Consider this lesser-known fact:
If $X\sim\mathcal N(\mu,\sigma^2)$ then $$ \frac{\frac{1}{n}\sum_{k=1}^n\frac{1}{X_k}-\mathsf E_\mathcal PX^{-1}}{\pi f_X(0)}\overset{d}{\to}\operatorname{Cauchy}(0,1), $$ where $\operatorname{Cauchy}(0,1)$ is the standard Cauchy distribution and $$ \mathsf E_\mathcal PX^{-1}=\mathcal P\int_{-\infty}^\infty\frac{f_X(x)}{x}\,\mathrm dx $$ is the Cauchy principal value integral for the expected value of $1/X$.
This result bears a striking resemblance to the central limit theorem and indeed may be considered part of the generalized central limit theorem. Because suitably normalized sums of $1/X$ converge to the Cauchy distribution we say that $1/X$ lies within the domain of attraction of the Cauchy law.
Question: Are there analogous results for sums containing $1/X^m$ with $m\in\Bbb N$? In other words, what stable distributions do sums of $1/X^m$ converge to and what are the associated location and scaling constants?
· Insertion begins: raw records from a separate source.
//! Headless backend that records GPU activity without a GL context.

use super::{
    BackendError, BlendConfig, BufferId, DepthConfig, DrawCall, ProgramId, RasterImage,
    RenderBackend, ShaderStage, TextureId, Uniforms,
};
use crate::style::BufferUsage;
use std::collections::HashMap;

/// One recorded draw call.
#[derive(Debug, Clone, PartialEq)]
pub struct DrawRecord {
    pub program: ProgramId,
    pub index_count: usize,
    pub uniforms: Uniforms,
    pub depth: DepthConfig,
    pub blend: BlendConfig,
    /// Attribute names bound for the draw, in binding order
    pub attributes: Vec<String>,
    /// Sampler names bound for the draw, in binding order
    pub textures: Vec<String>,
}

#[derive(Debug, Clone)]
enum Buffer {
    Vertex { len: usize, usage: BufferUsage },
    Index { len: usize },
}

/// Backend that keeps resources in memory and records draws.
///
/// Shader sources containing the configured failure marker fail to compile,
/// which lets tests exercise error paths.
#[derive(Debug, Default)]
pub struct HeadlessBackend {
    next_id: u32,
    programs: HashMap<u32, (String, String)>,
    buffers: HashMap<u32, Buffer>,
    /// Texture sizes by handle
    textures: HashMap<u32, (u32, u32)>,
    draws: Vec<DrawRecord>,
    fail_marker: Option<String>,
}

impl HeadlessBackend {
    pub fn new() -> Self {
        Self::default()
    }

    /// Makes every shader whose source contains `marker` fail to compile.
    pub fn fail_shaders_containing(mut self, marker: impl Into<String>) -> Self {
        self.fail_marker = Some(marker.into());
        self
    }

    /// Draw calls issued so far, in order.
    pub fn draws(&self) -> &[DrawRecord] {
        &self.draws
    }

    pub fn clear_draws(&mut self) {
        self.draws.clear();
    }

    /// Number of live programs.
    pub fn program_count(&self) -> usize {
        self.programs.len()
    }

    /// Length of a live vertex buffer, in floats.
    pub fn vertex_buffer_len(&self, buffer: BufferId) -> Option<usize> {
        match self.buffers.get(&buffer.0)? {
            Buffer::Vertex { len, .. } => Some(*len),
            Buffer::Index { .. } => None,
        }
    }

    /// Usage hint of a live vertex buffer.
    pub fn vertex_buffer_usage(&self, buffer: BufferId) -> Option<BufferUsage> {
        match self.buffers.get(&buffer.0)? {
            Buffer::Vertex { usage, .. } => Some(*usage),
            Buffer::Index { .. } => None,
        }
    }

    /// Width and height of a live texture.
    pub fn texture_size(&self, texture: TextureId) -> Option<(u32, u32)> {
        self.textures.get(&texture.0).copied()
    }

    fn next(&mut self) -> u32 {
        self.next_id += 1;
        self.next_id
    }

    fn check_source(&self, stage: ShaderStage, source: &str) -> Result<(), BackendError> {
        match &self.fail_marker {
            Some(marker) if source.contains(marker.as_str()) => Err(BackendError::ShaderCompile {
                stage,
                log: format!("ERROR: 0:1: '{}' : syntax error", marker),
            }),
            _ => Ok(()),
        }
    }
}

impl RenderBackend for HeadlessBackend {
    fn compile_program(&mut self, vertex: &str, fragment: &str) -> Result<ProgramId, BackendError> {
        self.check_source(ShaderStage::Vertex, vertex)?;
        self.check_source(ShaderStage::Fragment, fragment)?;

        let id = self.next();
        self.programs
            .insert(id, (vertex.to_string(), fragment.to_string()));
        Ok(ProgramId(id))
    }

    fn create_vertex_buffer(
        &mut self,
        data: &[f32],
        usage: BufferUsage,
    ) -> Result<BufferId, BackendError> {
        let id = self.next();
        self.buffers.insert(
            id,
            Buffer::Vertex {
                len: data.len(),
                usage,
            },
        );
        Ok(BufferId(id))
    }

    fn create_index_buffer(&mut self, data: &[u32]) -> Result<BufferId, BackendError> {
        let id = self.next();
        self.buffers.insert(id, Buffer::Index { len: data.len() });
        Ok(BufferId(id))
    }

    fn create_texture(&mut self, image: &RasterImage) -> Result<TextureId, BackendError> {
        let id = self.next();
        self.textures.insert(id, (image.width(), image.height()));
        Ok(TextureId(id))
    }

    fn draw(&mut self, call: &DrawCall<'_>) -> Result<(), BackendError> {
        if !self.programs.contains_key(&call.program.0) {
            return Err(BackendError::UnknownHandle(format!("{:?}", call.program)));
        }
        match self.buffers.get(&call.indices.0) {
            Some(Buffer::Index { len }) if *len >= call.index_count => {}
            _ => return Err(BackendError::UnknownHandle(format!("{:?}", call.indices))),
        }
        for binding in call.bindings {
            if !matches!(self.buffers.get(&binding.buffer.0), Some(Buffer::Vertex { .. })) {
                return Err(BackendError::UnknownHandle(format!("{:?}", binding.buffer)));
            }
        }
        for binding in call.textures {
            if !self.textures.contains_key(&binding.texture.0) {
                return Err(BackendError::UnknownHandle(format!("{:?}", binding.texture)));
            }
        }

        self.draws.push(DrawRecord {
            program: call.program,
            index_count: call.index_count,
            uniforms: call.uniforms.clone(),
            depth: call.depth,
            blend: call.blend,
            attributes: call.bindings.iter().map(|b| b.name.clone()).collect(),
            textures: call.textures.iter().map(|t| t.name.clone()).collect(),
        });
        Ok(())
    }

    fn delete_program(&mut self, program: ProgramId) {
        self.programs.remove(&program.0);
    }

    fn delete_buffer(&mut self, buffer: BufferId) {
        self.buffers.remove(&buffer.0);
    }

    fn delete_texture(&mut self, texture: TextureId) {
        self.textures.remove(&texture.0);
    }

    fn live_resources(&self) -> usize {
        self.programs.len() + self.buffers.len() + self.textures.len()
    }
}
//! Data sources for district features.

use super::CancellationToken;
use crate::feature::FeatureCollection;
use futures_util::future::LocalBoxFuture;
use serde::{Deserialize, Serialize};
use std::cell::RefCell;
use std::collections::HashMap;
use std::fmt;

/// Where to load one collection from.
///
/// Fields other than `url` are kept and passed through to the source
/// untouched.
#[derive(Debug, Clone, PartialEq, Serialize, Deserialize)]
pub struct SourceConfig {
    pub url: String,
    #[serde(flatten)]
    pub extra: serde_json::Map<String, serde_json::Value>,
}

impl SourceConfig {
    pub fn new(url: impl Into<String>) -> Self {
        Self {
            url: url.into(),
            extra: serde_json::Map::new(),
        }
    }
}

/// A collection could not be fetched or parsed.
#[derive(Debug, Clone, PartialEq)]
pub struct DataLoadError {
    pub url: String,
    pub message: String,
}

impl DataLoadError {
    pub fn new(url: impl Into<String>, message: impl Into<String>) -> Self {
        Self {
            url: url.into(),
            message: message.into(),
        }
    }
}

impl fmt::Display for DataLoadError {
    fn fmt(&self, f: &mut fmt::Formatter<'_>) -> fmt::Result {
        write!(f, "Failed to load '{}': {}", self.url, self.message)
    }
}

impl std::error::Error for DataLoadError {}

/// Asynchronous provider of feature collections.
///
/// Futures are local: on wasm32 they run on the browser event loop.
pub trait DataSource {
    fn fetch<'a>(
        &'a self,
        config: &'a SourceConfig,
        token: &'a CancellationToken,
    ) -> LocalBoxFuture<'a, Result<FeatureCollection, DataLoadError>>;
}

/// In-memory source keyed by url. Records every url it is asked for.
#[derive(Debug, Default)]
pub struct MemorySource {
    entries: HashMap<String, Result<FeatureCollection, String>>,
    fetched: RefCell<Vec<String>>,
}

impl MemorySource {
    pub fn new() -> Self {
        Self::default()
    }

    pub fn with(mut self, url: impl Into<String>, features: FeatureCollection) -> Self {
        self.entries.insert(url.into(), Ok(features));
        self
    }

    /// Makes fetches of `url` fail with `message`.
    pub fn with_failure(mut self, url: impl Into<String>, message: impl Into<String>) -> Self {
        self.entries.insert(url.into(), Err(message.into()));
        self
    }

    /// Urls fetched so far, in order.
    pub fn fetched(&self) -> Vec<String> {
        self.fetched.borrow().clone()
    }
}

impl DataSource for MemorySource {
    fn fetch<'a>(
        &'a self,
        config: &'a SourceConfig,
        _token: &'a CancellationToken,
    ) -> LocalBoxFuture<'a, Result<FeatureCollection, DataLoadError>> {
        Box::pin(async move {
            self.fetched.borrow_mut().push(config.url.clone());
            match self.entries.get(&config.url) {
                Some(Ok(features)) => Ok(features.clone()),
                Some(Err(message)) => Err(DataLoadError::new(&config.url, message.as_str())),
                None => Err(DataLoadError::new(&config.url, "not found")),
            }
        })
    }
}

/// Reads GeoJSON files relative to a root directory.
#[cfg(not(target_arch = "wasm32"))]
#[derive(Debug, Clone)]
pub struct FileSource {
    root: std::path::PathBuf,
}

#[cfg(not(target_arch = "wasm32"))]
impl FileSource {
    pub fn new(root: impl Into<std::path::PathBuf>) -> Self {
        Self { root: root.into() }
    }
}

#[cfg(not(target_arch = "wasm32"))]
impl DataSource for FileSource {
    fn fetch<'a>(
        &'a self,
        config: &'a SourceConfig,
        _token: &'a CancellationToken,
    ) -> LocalBoxFuture<'a, Result<FeatureCollection, DataLoadError>> {
        Box::pin(async move {
            let path = self.root.join(&config.url);
            log::debug!("Reading {}", path.display());

            let text = std::fs::read_to_string(&path)
                .map_err(|e| DataLoadError::new(&config.url, e.to_string()))?;
            FeatureCollection::from_geojson_str(&text)
                .map_err(|e| DataLoadError::new(&config.url, e))
        })
    }
}

/// Fetches GeoJSON over HTTP with the browser `fetch` API.
#[cfg(target_arch = "wasm32")]
#[derive(Debug, Clone, Default)]
pub struct HttpSource {
    /// Prefix for relative urls
    base_url: Option<String>,
}

#[cfg(target_arch = "wasm32")]
impl HttpSource {
    pub fn new(base_url: Option<String>) -> Self {
        Self { base_url }
    }

    fn resolve(&self, url: &str) -> String {
        match &self.base_url {
            Some(base) if !url.contains("://") => {
                format!("{}/{}", base.trim_end_matches('/'), url.trim_start_matches('/'))
            }
            _ => url.to_string(),
        }
    }
}

#[cfg(target_arch = "wasm32")]
impl DataSource for HttpSource {
    fn fetch<'a>(
        &'a self,
        config: &'a SourceConfig,
        token: &'a CancellationToken,
    ) -> LocalBoxFuture<'a, Result<FeatureCollection, DataLoadError>> {
        Box::pin(async move {
            let url = self.resolve(&config.url);
            let text = fetch_text(&url)
                .await
                .map_err(|message| DataLoadError::new(&config.url, message))?;
            if token.is_cancelled() {
                return Err(DataLoadError::new(&config.url, "cancelled"));
            }
            FeatureCollection::from_geojson_str(&text)
                .map_err(|e| DataLoadError::new(&config.url, e))
        })
    }
}

#[cfg(target_arch = "wasm32")]
async fn fetch_text(url: &str) -> Result<String, String> {
    use wasm_bindgen::JsCast;
    use wasm_bindgen_futures::JsFuture;
    use web_sys::{Request, RequestInit, RequestMode, Response};

    let opts = RequestInit::new();
    opts.set_method("GET");
    opts.set_mode(RequestMode::Cors);

    let request = Request::new_with_str_and_init(url, &opts)
        .map_err(|e| format!("Failed to create request: {:?}", e))?;
    let window = web_sys::window().ok_or("No window object")?;

    let response = JsFuture::from(window.fetch_with_request(&request))
        .await
        .map_err(|e| format!("Fetch failed: {:?}", e))?;
    let response: Response = response
        .dyn_into()
        .map_err(|_| "Fetch did not return a Response".to_string())?;

    if !response.ok() {
        return Err(format!("HTTP {} {}", response.status(), response.status_text()));
    }

    let text = response
        .text()
        .map_err(|e| format!("Failed to read body: {:?}", e))?;
    let text = JsFuture::from(text)
        .await
        .map_err(|e| format!("Failed to read body: {:?}", e))?;
    text.as_string()
        .ok_or_else(|| "Response body is not text".to_string())
}

#[cfg(test)]
mod tests {
    use super::*;

    #[test]
    fn test_memory_source_records_fetches() {
        let source = MemorySource::new()
            .with("a.json", FeatureCollection::empty())
            .with_failure("b.json", "boom");
        let token = CancellationToken::new();

        let a = pollster::block_on(source.fetch(&SourceConfig::new("a.json"), &token));
        assert!(a.unwrap().is_empty());

        let b = pollster::block_on(source.fetch(&SourceConfig::new("b.json"), &token));
        assert_eq!(b.unwrap_err(), DataLoadError::new("b.json", "boom"));

        let c = pollster::block_on(source.fetch(&SourceConfig::new("c.json"), &token));
        assert_eq!(c.unwrap_err().message, "not found");

        assert_eq!(source.fetched(), vec!["a.json", "b.json", "c.json"]);
    }

    #[cfg(not(target_arch = "wasm32"))]
    #[test]
    fn test_file_source_reads_geojson() {
        let dir = std::env::temp_dir().join(format!("geolayer-source-{}", std::process::id()));
        std::fs::create_dir_all(&dir).unwrap();
        std::fs::write(
            dir.join("lines.json"),
            r#"{"type":"FeatureCollection","features":[{"type":"Feature","properties":{"type":"2"},"geometry":{"type":"LineString","coordinates":[[0,0],[1,1]]}}]}"#,
        )
        .unwrap();

        let source = FileSource::new(&dir);
        let token = CancellationToken::new();
        let features =
            pollster::block_on(source.fetch(&SourceConfig::new("lines.json"), &token)).unwrap();
        assert_eq!(features.len(), 1);

        let missing = pollster::block_on(source.fetch(&SourceConfig::new("missing.json"), &token));
        assert_eq!(missing.unwrap_err().url, "missing.json");

        std::fs::remove_dir_all(&dir).ok();
    }
}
Thoughts: For the case $n=2$, I believe $1/X^2$ lies within the domain of attraction of the Levy distribution so that we have potentially something of the form $$ \frac{a\sum_{k=1}^n\frac{1}{X_k^2}-b}{c}\overset{d}{\to}\operatorname{Levy}(0,1), $$ where $\operatorname{Levy}(0,1)$ is the standard Levy distribution. But how to find the constants $a$, $b$, and $c$ is outside my current understanding of the subject.